Nailed to the Ground.
A call to worship.
Themes
Faithfulness • Provision • Hope • Public witness • Pledge of the future • Sorrow and hardship • God sees to it • History and future • Jesus as fulfillment • The Father’s “Yes!” • Trust • Signs • Solid ground
God takes a field, a cave; He takes boundary lines, witnesses, silver; He takes things like negotiations and contracts and purchases, and He makes our hope tangible in them.
Scripture reading
Genesis 23
This call to worship1 invites us to trust a God who doesn’t just make promises. He nails them to the ground where we live. It points our eyes to the cross and the empty tomb and says: hope isn’t vague; it’s signed, witnessed, and made tangible in Jesus.

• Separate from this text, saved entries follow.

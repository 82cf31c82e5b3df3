//! Property-based tests for the key vault and username uniqueness
//!
//! These tests verify round-trip correctness, nonce freshness, and that
//! ciphertexts are bound to the identity they were produced for.

use proptest::prelude::*;
use vanish_core::{IdentityHandle, IdentityRegistry, KeyVault, RelayConfig, RelayError};

/// Generate arbitrary identity handles
fn arb_handle() -> impl Strategy<Value = IdentityHandle> {
    any::<[u8; 16]>().prop_map(IdentityHandle::new)
}

/// Generate arbitrary plaintexts, including empty ones
fn arb_plaintext() -> impl Strategy<Value = Vec<u8>> {
    prop::collection::vec(any::<u8>(), 0..2048)
}

/// Generate valid usernames
fn arb_username() -> impl Strategy<Value = String> {
    prop::string::string_regex(r"[a-zA-Z][a-zA-Z0-9_]{2,15}").unwrap()
}

proptest! {
    /// Property: decrypt(encrypt(p)) == p
    #[test]
    fn roundtrip(handle in arb_handle(), plaintext in arb_plaintext()) {
        let mut vault = KeyVault::new();
        vault.issue_key(handle).unwrap();

        let ciphertext = vault.encrypt(&handle, &plaintext).unwrap();
        prop_assert_eq!(vault.decrypt(&handle, &ciphertext).unwrap(), plaintext);
    }

    /// Property: encrypting the same plaintext twice never repeats a ciphertext
    #[test]
    fn nonce_freshness(handle in arb_handle(), plaintext in arb_plaintext()) {
        let mut vault = KeyVault::new();
        vault.issue_key(handle).unwrap();

        let first = vault.encrypt(&handle, &plaintext).unwrap();
        let second = vault.encrypt(&handle, &plaintext).unwrap();
        prop_assert_ne!(first, second);
    }

    /// Property: a ciphertext for B never opens under A
    #[test]
    fn key_binding(a in arb_handle(), b in arb_handle(), plaintext in arb_plaintext()) {
        prop_assume!(a != b);
        let mut vault = KeyVault::new();
        vault.issue_key(a).unwrap();
        vault.issue_key(b).unwrap();

        let for_b = vault.encrypt(&b, &plaintext).unwrap();
        prop_assert_eq!(
            vault.decrypt(&a, &for_b).unwrap_err(),
            RelayError::DecryptionFailed { handle: a }
        );
    }

    /// Property: arbitrary bytes never panic the decrypt path
    #[test]
    fn malformed_input_is_rejected(handle in arb_handle(), garbage in arb_plaintext()) {
        let mut vault = KeyVault::new();
        vault.issue_key(handle).unwrap();

        prop_assert!(matches!(
            vault.decrypt(&handle, &garbage),
            Err(RelayError::DecryptionFailed { .. })
        ), "expected DecryptionFailed for malformed input");
    }

    /// Property: any case variant of a live username is rejected
    #[test]
    fn case_variants_are_taken(
        name in arb_username(),
        flips in prop::collection::vec(any::<bool>(), 16),
    ) {
        let registry = IdentityRegistry::new(RelayConfig::default()).unwrap();
        registry.join(&name).unwrap();

        let variant: String = name
            .chars()
            .zip(flips.iter().cycle())
            .map(|(c, flip)| if *flip { c.to_ascii_uppercase() } else { c.to_ascii_lowercase() })
            .collect();

        let is_taken = matches!(registry.join(&variant), Err(RelayError::UsernameTaken { .. }));
        prop_assert!(is_taken);
    }
}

In Genesis 23, we read how Abraham handles the death of his wife Sarah. “I am a sojourner and a foreigner among you; give me property among you for a burying place…” Abraham weighed out to Ephron the silver… and the field of Machpelah… with the cave that was in it, and all the trees within its boundaries, was made over to Abraham as a possession in the presence of the Hittites, at the gate of the city. After this, Abraham buried Sarah his wife… The field and the cave that is in it were made over to Abraham as property for a burying place.
Prayer
Father in heaven, You are not somewhere out there, speaking an occasional word from a distance hoping that we hear, that we understand, that we’re able to grasp it. No! You fasten Your promises to the ground— not metaphorically. not symbolically. You take a field, a cave, You take boundary lines, witnesses, silver, You take things like negotiations and contracts and purchases and You make our hope tangible in them. You teach us that Your faithfulness isn’t something that hovers above us. It isn’t an abstract concept that we gotta try to understand. Instead Your faithfulness enters our physical realities, it signs contracts, it secures our history and our future. And so we worship You as the God who “sees to it,” the Lord whose providence and whose provision is not vague or conceptual but verifiable, who turns physical places —even places of sorrow and hardship— into a pledge of the future. In these places You show us Yourself. You are the God who keeps His covenant in public, not just in our private prayer time. You are the God who plants the first stake of the promised land even while Your people sojourn. Lord Jesus Christ, You are the fullness toward which every promise points. You are the Promise Made Flesh. You are the Future Standing Among Us. In Your hands, our graves are not the end; in Your name, the Father’s “Yes!” is unbreakable. Let the firm physical realities of Your promises, of Your covenant with us, steady our trust. Right now. Not in ourselves, but in the God who binds Himself to us, and has done so forever! Holy Spirit, gather our scattered minds and quiet our hearts. Keep us from making up our own signs to prove that You’re really with us. Turn our eyes to what You have already set in place— Your promise nailed down in real deeds, witnessed in public, paid in full; and, above all, turn our eyes to the cross and to the empty tomb. Teach us to live from that solid ground. We come to praise You, O Lord: the God who promises, the God who secures, the God who will bring all things to their fulfillment. Amen.
This call to worship was given to the small assembly of Christians who gathered at Pathway Church in Beaverdam, Michigan, on Sunday, November 2, 2025.